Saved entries
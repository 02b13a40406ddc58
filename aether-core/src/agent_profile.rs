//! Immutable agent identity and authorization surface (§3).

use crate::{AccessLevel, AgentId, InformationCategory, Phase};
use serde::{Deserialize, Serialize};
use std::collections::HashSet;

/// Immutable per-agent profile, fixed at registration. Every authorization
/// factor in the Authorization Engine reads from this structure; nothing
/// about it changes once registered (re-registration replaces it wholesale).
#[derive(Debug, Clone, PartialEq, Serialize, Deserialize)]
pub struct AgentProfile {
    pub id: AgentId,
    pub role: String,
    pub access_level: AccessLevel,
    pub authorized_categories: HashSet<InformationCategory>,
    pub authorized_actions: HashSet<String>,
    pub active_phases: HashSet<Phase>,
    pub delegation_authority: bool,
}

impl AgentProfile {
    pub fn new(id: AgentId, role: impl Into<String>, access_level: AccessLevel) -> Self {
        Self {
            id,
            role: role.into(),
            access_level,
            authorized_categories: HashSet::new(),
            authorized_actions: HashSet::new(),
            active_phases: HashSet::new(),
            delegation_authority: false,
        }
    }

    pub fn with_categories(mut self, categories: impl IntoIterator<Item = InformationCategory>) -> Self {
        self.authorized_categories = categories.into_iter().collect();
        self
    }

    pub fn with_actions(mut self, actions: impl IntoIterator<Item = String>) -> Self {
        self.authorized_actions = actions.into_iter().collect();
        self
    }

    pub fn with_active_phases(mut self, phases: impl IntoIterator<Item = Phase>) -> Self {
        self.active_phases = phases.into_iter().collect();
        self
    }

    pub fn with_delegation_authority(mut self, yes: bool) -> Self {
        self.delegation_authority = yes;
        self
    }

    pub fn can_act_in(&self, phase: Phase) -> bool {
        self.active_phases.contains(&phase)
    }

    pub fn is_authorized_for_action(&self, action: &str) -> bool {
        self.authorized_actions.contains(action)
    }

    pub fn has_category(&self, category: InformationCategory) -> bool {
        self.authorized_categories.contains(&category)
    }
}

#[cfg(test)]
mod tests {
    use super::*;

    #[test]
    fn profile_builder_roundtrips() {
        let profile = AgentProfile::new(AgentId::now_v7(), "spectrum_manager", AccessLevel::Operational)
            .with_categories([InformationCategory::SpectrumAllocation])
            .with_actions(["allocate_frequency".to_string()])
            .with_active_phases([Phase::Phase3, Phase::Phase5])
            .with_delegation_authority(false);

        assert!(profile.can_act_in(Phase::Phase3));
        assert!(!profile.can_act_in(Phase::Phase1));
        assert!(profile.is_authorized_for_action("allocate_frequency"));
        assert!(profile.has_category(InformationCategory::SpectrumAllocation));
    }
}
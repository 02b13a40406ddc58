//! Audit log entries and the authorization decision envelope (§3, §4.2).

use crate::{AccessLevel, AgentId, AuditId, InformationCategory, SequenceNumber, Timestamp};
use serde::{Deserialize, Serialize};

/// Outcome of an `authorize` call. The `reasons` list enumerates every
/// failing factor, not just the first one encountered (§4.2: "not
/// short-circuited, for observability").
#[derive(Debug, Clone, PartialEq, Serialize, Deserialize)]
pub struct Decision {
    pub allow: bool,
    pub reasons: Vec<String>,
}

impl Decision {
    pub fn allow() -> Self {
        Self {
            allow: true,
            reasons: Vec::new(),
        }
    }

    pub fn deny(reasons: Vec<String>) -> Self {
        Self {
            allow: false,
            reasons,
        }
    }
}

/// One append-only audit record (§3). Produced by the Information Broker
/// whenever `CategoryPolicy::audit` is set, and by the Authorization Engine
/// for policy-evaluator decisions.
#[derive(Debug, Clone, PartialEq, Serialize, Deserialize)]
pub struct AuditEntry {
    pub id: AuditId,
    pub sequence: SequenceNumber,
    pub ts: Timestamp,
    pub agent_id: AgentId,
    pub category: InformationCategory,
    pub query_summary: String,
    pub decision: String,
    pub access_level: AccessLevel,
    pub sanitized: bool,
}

The task: What you return should match the entries above exactly.

Reply to the task:
repository 02b13a40406ddc58
filename aether-core/src/agent_profile.rs
//! Immutable agent identity and authorization surface (§3).

use crate::{AccessLevel, AgentId, InformationCategory, Phase};
use serde::{Deserialize, Serialize};
use std::collections::HashSet;

/// Immutable per-agent profile, fixed at registration. Every authorization
/// factor in the Authorization Engine reads from this structure; nothing
/// about it changes once registered (re-registration replaces it wholesale).
#[derive(Debug, Clone, PartialEq, Serialize, Deserialize)]
pub struct AgentProfile {
    pub id: AgentId,
    pub role: String,
    pub access_level: AccessLevel,
    pub authorized_categories: HashSet<InformationCategory>,
    pub authorized_actions: HashSet<String>,
    pub active_phases: HashSet<Phase>,
    pub delegation_authority: bool,
}

impl AgentProfile {
    pub fn new(id: AgentId, role: impl Into<String>, access_level: AccessLevel) -> Self {
        Self {
            id,
            role: role.into(),
            access_level,
            authorized_categories: HashSet::new(),
            authorized_actions: HashSet::new(),
            active_phases: HashSet::new(),
            delegation_authority: false,
        }
    }

    pub fn with_categories(mut self, categories: impl IntoIterator<Item = InformationCategory>) -> Self {
        self.authorized_categories = categories.into_iter().collect();
        self
    }

    pub fn with_actions(mut self, actions: impl IntoIterator<Item = String>) -> Self {
        self.authorized_actions = actions.into_iter().collect();
        self
    }

    pub fn with_active_phases(mut self, phases: impl IntoIterator<Item = Phase>) -> Self {
        self.active_phases = phases.into_iter().collect();
        self
    }

    pub fn with_delegation_authority(mut self, yes: bool) -> Self {
        self.delegation_authority = yes;
        self
    }

    pub fn can_act_in(&self, phase: Phase) -> bool {
        self.active_phases.contains(&phase)
    }

    pub fn is_authorized_for_action(&self, action: &str) -> bool {
        self.authorized_actions.contains(action)
    }

    pub fn has_category(&self, category: InformationCategory) -> bool {
        self.authorized_categories.contains(&category)
    }
}

#[cfg(test)]
mod tests {
    use super::*;

    #[test]
    fn profile_builder_roundtrips() {
        let profile = AgentProfile::new(AgentId::now_v7(), "spectrum_manager", AccessLevel::Operational)
            .with_categories([InformationCategory::SpectrumAllocation])
            .with_actions(["allocate_frequency".to_string()])
            .with_active_phases([Phase::Phase3, Phase::Phase5])
            .with_delegation_authority(false);

        assert!(profile.can_act_in(Phase::Phase3));
        assert!(!profile.can_act_in(Phase::Phase1));
        assert!(profile.is_authorized_for_action("allocate_frequency"));
        assert!(profile.has_category(InformationCategory::SpectrumAllocation));
    }
}
repository 02b13a40406ddc58
//! Audit log entries and the authorization decision envelope (§3, §4.2).

use crate::{AccessLevel, AgentId, AuditId, InformationCategory, SequenceNumber, Timestamp};
use serde::{Deserialize, Serialize};

/// Outcome of an `authorize` call. The `reasons` list enumerates every
/// failing factor, not just the first one encountered (§4.2: "not
/// short-circuited, for observability").
#[derive(Debug, Clone, PartialEq, Serialize, Deserialize)]
pub struct Decision {
    pub allow: bool,
    pub reasons: Vec<String>,
}

impl Decision {
    pub fn allow() -> Self {
        Self {
            allow: true,
            reasons: Vec::new(),
        }
    }

    pub fn deny(reasons: Vec<String>) -> Self {
        Self {
            allow: false,
            reasons,
        }
    }
}

/// One append-only audit record (§3). Produced by the Information Broker
/// whenever `CategoryPolicy::audit` is set, and by the Authorization Engine
/// for policy-evaluator decisions.
#[derive(Debug, Clone, PartialEq, Serialize, Deserialize)]
pub struct AuditEntry {
    pub id: AuditId,
    pub sequence: SequenceNumber,
    pub ts: Timestamp,
    pub agent_id: AgentId,
    pub category: InformationCategory,
    pub query_summary: String,
    pub decision: String,
    pub access_level: AccessLevel,
    pub sanitized: bool,
}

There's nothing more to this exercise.